(Collected data entries)

* * *

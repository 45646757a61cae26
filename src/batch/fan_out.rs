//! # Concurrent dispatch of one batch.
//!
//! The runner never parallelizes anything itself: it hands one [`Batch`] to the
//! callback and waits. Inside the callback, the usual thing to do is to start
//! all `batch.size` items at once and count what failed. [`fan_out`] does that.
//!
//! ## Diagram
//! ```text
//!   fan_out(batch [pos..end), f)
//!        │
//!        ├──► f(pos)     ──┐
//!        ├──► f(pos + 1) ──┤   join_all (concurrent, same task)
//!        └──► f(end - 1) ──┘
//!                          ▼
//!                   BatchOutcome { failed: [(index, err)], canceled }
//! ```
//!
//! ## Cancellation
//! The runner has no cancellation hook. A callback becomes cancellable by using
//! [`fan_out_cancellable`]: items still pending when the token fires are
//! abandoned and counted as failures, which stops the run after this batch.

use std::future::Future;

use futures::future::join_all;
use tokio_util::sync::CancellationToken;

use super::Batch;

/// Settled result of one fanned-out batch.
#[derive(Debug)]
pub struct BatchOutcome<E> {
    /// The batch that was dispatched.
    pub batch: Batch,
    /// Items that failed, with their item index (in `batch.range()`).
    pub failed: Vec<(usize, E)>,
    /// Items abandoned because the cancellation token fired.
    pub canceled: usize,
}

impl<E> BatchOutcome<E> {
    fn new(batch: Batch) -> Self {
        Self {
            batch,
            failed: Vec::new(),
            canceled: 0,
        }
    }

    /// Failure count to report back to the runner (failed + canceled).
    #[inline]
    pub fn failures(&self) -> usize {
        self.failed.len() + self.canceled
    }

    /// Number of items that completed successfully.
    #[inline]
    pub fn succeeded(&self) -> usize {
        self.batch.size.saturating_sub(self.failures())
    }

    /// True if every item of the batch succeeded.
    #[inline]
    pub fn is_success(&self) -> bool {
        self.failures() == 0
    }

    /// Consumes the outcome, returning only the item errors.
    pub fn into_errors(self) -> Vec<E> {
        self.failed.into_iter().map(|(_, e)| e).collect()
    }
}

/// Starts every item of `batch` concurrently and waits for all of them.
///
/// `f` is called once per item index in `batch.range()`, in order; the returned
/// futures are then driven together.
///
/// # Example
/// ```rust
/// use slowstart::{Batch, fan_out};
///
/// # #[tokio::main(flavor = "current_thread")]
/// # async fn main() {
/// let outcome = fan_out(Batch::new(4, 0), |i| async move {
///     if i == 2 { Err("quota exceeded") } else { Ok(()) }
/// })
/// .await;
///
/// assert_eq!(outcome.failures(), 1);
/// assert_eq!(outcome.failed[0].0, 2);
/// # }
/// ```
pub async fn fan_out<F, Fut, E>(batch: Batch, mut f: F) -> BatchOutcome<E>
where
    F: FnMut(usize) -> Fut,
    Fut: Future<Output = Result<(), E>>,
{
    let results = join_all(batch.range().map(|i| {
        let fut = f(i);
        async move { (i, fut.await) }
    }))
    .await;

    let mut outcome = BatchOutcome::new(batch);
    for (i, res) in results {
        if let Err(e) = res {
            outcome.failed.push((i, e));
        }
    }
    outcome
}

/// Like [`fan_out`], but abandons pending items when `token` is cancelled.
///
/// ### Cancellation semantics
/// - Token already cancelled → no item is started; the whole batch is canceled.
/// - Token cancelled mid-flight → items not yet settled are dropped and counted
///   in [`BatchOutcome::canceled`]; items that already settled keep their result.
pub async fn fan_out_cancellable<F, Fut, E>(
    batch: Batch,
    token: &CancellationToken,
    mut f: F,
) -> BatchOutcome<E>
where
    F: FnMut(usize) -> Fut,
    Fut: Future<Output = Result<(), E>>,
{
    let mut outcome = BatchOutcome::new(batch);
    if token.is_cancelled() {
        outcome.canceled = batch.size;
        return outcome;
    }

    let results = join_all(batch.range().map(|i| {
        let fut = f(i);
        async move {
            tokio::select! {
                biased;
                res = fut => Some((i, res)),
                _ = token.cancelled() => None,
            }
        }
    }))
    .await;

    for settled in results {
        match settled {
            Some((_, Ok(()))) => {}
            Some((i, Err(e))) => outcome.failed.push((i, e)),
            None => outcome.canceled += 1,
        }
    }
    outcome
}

* * *

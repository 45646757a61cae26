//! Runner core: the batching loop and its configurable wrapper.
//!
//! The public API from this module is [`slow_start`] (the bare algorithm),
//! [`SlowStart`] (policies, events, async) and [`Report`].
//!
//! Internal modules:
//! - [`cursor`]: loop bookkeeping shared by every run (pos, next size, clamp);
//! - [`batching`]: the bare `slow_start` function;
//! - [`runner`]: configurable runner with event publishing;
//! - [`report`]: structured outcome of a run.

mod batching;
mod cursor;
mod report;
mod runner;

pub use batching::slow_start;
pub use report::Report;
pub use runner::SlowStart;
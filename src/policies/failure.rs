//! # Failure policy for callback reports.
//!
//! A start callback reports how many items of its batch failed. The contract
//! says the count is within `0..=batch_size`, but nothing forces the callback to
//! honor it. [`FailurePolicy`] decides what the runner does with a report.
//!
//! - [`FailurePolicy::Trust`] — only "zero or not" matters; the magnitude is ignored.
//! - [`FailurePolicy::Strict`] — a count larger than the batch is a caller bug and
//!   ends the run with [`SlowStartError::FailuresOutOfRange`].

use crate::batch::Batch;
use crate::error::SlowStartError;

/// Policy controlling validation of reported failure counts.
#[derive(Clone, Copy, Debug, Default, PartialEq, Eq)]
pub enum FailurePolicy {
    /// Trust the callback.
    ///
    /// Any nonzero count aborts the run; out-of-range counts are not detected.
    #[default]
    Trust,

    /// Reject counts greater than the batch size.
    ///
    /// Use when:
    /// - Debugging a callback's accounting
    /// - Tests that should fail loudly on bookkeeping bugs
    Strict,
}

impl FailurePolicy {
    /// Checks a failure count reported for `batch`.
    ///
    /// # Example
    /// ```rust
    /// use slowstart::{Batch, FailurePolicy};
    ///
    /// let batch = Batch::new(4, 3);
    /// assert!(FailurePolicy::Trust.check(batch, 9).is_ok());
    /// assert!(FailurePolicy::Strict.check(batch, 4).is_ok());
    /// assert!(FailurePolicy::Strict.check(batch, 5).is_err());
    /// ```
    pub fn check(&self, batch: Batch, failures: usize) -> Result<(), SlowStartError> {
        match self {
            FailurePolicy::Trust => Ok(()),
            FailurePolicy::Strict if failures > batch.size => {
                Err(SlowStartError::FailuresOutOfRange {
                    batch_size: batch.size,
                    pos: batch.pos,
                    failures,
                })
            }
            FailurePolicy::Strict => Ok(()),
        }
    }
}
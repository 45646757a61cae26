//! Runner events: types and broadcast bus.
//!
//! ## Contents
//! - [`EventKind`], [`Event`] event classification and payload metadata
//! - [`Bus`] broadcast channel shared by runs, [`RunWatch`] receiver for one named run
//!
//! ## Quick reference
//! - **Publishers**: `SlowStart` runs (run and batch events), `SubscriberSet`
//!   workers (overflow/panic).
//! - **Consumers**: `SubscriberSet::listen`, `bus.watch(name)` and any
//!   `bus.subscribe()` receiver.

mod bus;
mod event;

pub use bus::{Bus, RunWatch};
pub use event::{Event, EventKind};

* * *

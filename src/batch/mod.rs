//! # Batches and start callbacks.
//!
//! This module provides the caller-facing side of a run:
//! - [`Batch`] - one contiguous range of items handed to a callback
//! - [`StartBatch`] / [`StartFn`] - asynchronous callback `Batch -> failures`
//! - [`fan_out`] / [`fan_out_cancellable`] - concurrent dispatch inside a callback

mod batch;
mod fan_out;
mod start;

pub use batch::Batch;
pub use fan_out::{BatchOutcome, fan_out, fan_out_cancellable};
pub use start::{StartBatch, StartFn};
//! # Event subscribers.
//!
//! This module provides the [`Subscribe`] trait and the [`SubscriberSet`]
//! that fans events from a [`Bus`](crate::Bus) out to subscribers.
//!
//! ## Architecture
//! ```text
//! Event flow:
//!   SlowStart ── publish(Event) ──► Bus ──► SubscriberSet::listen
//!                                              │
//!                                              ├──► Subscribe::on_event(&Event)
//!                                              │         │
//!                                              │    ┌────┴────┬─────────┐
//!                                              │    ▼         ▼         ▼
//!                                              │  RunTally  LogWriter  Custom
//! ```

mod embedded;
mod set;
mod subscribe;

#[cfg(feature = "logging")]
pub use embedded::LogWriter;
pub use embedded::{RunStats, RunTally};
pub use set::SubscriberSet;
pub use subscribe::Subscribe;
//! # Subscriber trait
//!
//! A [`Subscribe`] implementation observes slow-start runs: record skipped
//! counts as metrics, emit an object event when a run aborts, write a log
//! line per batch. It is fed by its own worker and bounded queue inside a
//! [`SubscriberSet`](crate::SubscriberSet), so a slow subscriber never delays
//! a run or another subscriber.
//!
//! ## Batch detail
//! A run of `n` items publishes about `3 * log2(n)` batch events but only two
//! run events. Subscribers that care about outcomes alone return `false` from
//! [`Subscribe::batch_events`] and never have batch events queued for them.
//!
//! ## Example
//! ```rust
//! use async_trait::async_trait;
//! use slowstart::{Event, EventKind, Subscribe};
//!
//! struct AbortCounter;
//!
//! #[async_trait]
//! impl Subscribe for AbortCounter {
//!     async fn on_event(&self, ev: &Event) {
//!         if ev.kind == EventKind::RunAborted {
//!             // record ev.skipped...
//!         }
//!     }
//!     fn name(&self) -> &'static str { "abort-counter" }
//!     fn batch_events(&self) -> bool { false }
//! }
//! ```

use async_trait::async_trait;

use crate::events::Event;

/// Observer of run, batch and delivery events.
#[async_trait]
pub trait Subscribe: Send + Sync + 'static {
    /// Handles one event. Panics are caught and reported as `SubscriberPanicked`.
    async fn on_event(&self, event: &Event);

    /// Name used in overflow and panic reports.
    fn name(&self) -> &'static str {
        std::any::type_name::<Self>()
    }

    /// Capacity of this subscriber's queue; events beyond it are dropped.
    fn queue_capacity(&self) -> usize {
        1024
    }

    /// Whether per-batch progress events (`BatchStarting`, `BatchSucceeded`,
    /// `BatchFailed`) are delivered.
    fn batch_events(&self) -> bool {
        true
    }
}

* * *

Check each line of the records for the string "policies" and copy those that have it.

//! [`SlowStart`] (policies, events, async) and [`Report`].
filename src/policies/failure.rs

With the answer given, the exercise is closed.